## WORK TO COMPLETE
Every line from the one bearing "as a hostname" through the last line of the entries should be printed exactly, with no other output.

Records excerpted from a collection:
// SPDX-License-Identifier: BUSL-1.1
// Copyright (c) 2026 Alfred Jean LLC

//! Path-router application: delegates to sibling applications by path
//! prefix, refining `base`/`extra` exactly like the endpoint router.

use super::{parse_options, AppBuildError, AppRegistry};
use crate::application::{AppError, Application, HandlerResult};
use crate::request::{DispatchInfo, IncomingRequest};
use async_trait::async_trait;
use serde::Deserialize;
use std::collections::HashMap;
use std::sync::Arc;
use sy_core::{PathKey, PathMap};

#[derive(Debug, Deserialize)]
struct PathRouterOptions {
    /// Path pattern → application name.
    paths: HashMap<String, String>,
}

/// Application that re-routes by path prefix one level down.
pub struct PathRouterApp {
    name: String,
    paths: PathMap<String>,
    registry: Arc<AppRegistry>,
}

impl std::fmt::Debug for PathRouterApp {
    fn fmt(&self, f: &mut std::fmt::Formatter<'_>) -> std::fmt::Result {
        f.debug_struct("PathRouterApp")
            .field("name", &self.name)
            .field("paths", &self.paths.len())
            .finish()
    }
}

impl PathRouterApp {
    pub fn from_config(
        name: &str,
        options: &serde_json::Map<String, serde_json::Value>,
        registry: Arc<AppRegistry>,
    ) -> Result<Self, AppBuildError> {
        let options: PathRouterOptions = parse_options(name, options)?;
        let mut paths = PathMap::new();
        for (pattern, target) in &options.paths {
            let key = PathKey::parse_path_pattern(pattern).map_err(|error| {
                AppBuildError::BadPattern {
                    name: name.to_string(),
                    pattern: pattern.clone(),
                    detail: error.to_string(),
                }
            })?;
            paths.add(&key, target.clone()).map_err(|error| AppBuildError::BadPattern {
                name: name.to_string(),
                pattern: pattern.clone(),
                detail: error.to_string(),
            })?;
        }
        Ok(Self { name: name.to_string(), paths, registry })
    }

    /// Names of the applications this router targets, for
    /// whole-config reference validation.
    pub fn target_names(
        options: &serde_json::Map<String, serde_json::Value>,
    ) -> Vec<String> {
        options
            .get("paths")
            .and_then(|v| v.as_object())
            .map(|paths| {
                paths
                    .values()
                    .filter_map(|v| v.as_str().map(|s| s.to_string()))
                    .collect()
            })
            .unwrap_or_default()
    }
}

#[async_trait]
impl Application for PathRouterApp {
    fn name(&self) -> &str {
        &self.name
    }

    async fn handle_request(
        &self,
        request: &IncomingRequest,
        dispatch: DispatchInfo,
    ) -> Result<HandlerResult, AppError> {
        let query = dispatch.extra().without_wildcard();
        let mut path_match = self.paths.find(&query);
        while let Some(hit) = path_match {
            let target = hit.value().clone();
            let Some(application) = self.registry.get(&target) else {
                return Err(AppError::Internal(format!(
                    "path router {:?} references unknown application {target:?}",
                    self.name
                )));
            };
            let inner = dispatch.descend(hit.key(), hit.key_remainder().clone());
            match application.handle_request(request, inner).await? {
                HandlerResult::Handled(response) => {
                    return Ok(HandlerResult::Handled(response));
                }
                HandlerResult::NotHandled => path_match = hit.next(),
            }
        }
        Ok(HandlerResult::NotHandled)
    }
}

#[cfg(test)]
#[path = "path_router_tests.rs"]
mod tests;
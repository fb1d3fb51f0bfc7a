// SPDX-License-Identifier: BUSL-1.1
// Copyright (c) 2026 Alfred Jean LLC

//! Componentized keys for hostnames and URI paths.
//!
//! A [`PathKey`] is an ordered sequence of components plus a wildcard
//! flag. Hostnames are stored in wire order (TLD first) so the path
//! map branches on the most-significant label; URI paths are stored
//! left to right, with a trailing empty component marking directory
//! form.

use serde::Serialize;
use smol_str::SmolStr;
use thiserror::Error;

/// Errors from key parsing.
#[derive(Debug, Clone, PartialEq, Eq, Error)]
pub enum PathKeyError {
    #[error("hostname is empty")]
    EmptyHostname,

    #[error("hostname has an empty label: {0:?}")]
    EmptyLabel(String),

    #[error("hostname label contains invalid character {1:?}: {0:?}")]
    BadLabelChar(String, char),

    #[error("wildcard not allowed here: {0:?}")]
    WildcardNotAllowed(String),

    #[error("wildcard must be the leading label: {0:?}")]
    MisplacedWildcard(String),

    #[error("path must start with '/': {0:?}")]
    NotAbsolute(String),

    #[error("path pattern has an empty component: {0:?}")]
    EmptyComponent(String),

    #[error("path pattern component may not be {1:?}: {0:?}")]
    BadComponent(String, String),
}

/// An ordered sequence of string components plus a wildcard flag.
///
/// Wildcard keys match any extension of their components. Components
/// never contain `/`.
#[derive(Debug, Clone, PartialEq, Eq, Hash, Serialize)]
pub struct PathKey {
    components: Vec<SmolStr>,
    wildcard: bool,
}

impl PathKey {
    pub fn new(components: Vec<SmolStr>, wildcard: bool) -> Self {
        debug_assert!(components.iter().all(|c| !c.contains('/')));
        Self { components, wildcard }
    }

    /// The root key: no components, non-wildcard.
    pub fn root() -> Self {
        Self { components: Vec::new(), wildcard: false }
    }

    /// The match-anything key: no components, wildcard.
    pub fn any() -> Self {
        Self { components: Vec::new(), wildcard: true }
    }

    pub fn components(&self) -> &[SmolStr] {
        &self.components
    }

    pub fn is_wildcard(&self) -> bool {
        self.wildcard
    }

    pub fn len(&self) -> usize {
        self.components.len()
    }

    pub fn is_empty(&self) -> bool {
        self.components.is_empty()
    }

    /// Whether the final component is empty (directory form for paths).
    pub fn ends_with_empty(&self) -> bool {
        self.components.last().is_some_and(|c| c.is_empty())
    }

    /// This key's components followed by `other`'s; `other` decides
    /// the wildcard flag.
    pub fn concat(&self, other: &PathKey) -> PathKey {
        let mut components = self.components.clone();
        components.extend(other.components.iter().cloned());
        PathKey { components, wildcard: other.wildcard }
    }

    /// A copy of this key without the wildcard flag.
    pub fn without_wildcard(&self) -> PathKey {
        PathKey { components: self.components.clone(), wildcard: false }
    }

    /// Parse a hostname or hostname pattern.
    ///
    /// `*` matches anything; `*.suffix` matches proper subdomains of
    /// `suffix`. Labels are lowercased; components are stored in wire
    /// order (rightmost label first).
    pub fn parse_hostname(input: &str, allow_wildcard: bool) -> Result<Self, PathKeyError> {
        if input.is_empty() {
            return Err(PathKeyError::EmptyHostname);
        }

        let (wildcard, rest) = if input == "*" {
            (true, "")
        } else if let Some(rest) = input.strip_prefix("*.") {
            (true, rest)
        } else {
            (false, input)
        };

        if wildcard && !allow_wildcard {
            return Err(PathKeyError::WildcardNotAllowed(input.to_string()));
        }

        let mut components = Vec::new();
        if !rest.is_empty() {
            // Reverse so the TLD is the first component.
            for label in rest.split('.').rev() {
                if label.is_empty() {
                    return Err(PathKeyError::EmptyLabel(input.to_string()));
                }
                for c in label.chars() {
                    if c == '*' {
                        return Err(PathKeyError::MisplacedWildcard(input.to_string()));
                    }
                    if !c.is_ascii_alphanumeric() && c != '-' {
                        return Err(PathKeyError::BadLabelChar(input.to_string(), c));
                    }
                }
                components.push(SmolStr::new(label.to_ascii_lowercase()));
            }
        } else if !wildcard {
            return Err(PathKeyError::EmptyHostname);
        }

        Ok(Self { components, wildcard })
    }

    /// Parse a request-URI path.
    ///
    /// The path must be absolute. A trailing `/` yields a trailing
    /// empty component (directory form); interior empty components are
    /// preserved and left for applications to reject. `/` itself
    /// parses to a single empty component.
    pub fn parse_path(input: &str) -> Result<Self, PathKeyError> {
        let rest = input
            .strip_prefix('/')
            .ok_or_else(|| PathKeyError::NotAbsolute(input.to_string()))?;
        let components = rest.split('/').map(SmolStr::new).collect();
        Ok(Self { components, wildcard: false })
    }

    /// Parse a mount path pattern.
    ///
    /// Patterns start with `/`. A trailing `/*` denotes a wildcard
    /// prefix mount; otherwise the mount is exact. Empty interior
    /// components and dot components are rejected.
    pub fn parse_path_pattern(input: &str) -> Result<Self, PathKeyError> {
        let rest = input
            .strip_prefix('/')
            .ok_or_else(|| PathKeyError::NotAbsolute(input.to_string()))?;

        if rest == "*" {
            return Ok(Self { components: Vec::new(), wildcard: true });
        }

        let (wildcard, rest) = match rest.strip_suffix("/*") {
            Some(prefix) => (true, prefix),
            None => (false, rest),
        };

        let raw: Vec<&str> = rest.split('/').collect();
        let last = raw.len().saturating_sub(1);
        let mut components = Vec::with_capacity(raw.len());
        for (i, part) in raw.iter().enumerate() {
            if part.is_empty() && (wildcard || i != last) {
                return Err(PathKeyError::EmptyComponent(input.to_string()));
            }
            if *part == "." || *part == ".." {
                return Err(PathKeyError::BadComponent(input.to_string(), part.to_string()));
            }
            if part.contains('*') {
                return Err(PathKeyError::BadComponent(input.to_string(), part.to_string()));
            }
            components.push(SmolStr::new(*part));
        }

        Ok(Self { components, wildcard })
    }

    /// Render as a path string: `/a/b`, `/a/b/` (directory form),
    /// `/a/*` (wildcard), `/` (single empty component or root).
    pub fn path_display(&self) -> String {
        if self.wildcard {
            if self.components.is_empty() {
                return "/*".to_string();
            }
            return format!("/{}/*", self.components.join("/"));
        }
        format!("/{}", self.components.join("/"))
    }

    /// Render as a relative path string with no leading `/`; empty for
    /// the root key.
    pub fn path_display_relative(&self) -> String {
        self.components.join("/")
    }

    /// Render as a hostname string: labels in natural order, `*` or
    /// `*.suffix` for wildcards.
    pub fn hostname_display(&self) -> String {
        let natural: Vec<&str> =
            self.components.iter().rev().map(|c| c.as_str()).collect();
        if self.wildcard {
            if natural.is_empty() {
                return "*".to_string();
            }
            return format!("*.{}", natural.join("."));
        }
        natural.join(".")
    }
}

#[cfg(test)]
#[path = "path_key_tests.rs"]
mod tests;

## REPLY
    /// Render as a hostname string: labels in natural order, `*` or
    /// `*.suffix` for wildcards.
    pub fn hostname_display(&self) -> String {
        let natural: Vec<&str> =
            self.components.iter().rev().map(|c| c.as_str()).collect();
        if self.wildcard {
            if natural.is_empty() {
                return "*".to_string();
            }
            return format!("*.{}", natural.join("."));
        }
        natural.join(".")
    }
}

#[cfg(test)]
#[path = "path_key_tests.rs"]
mod tests;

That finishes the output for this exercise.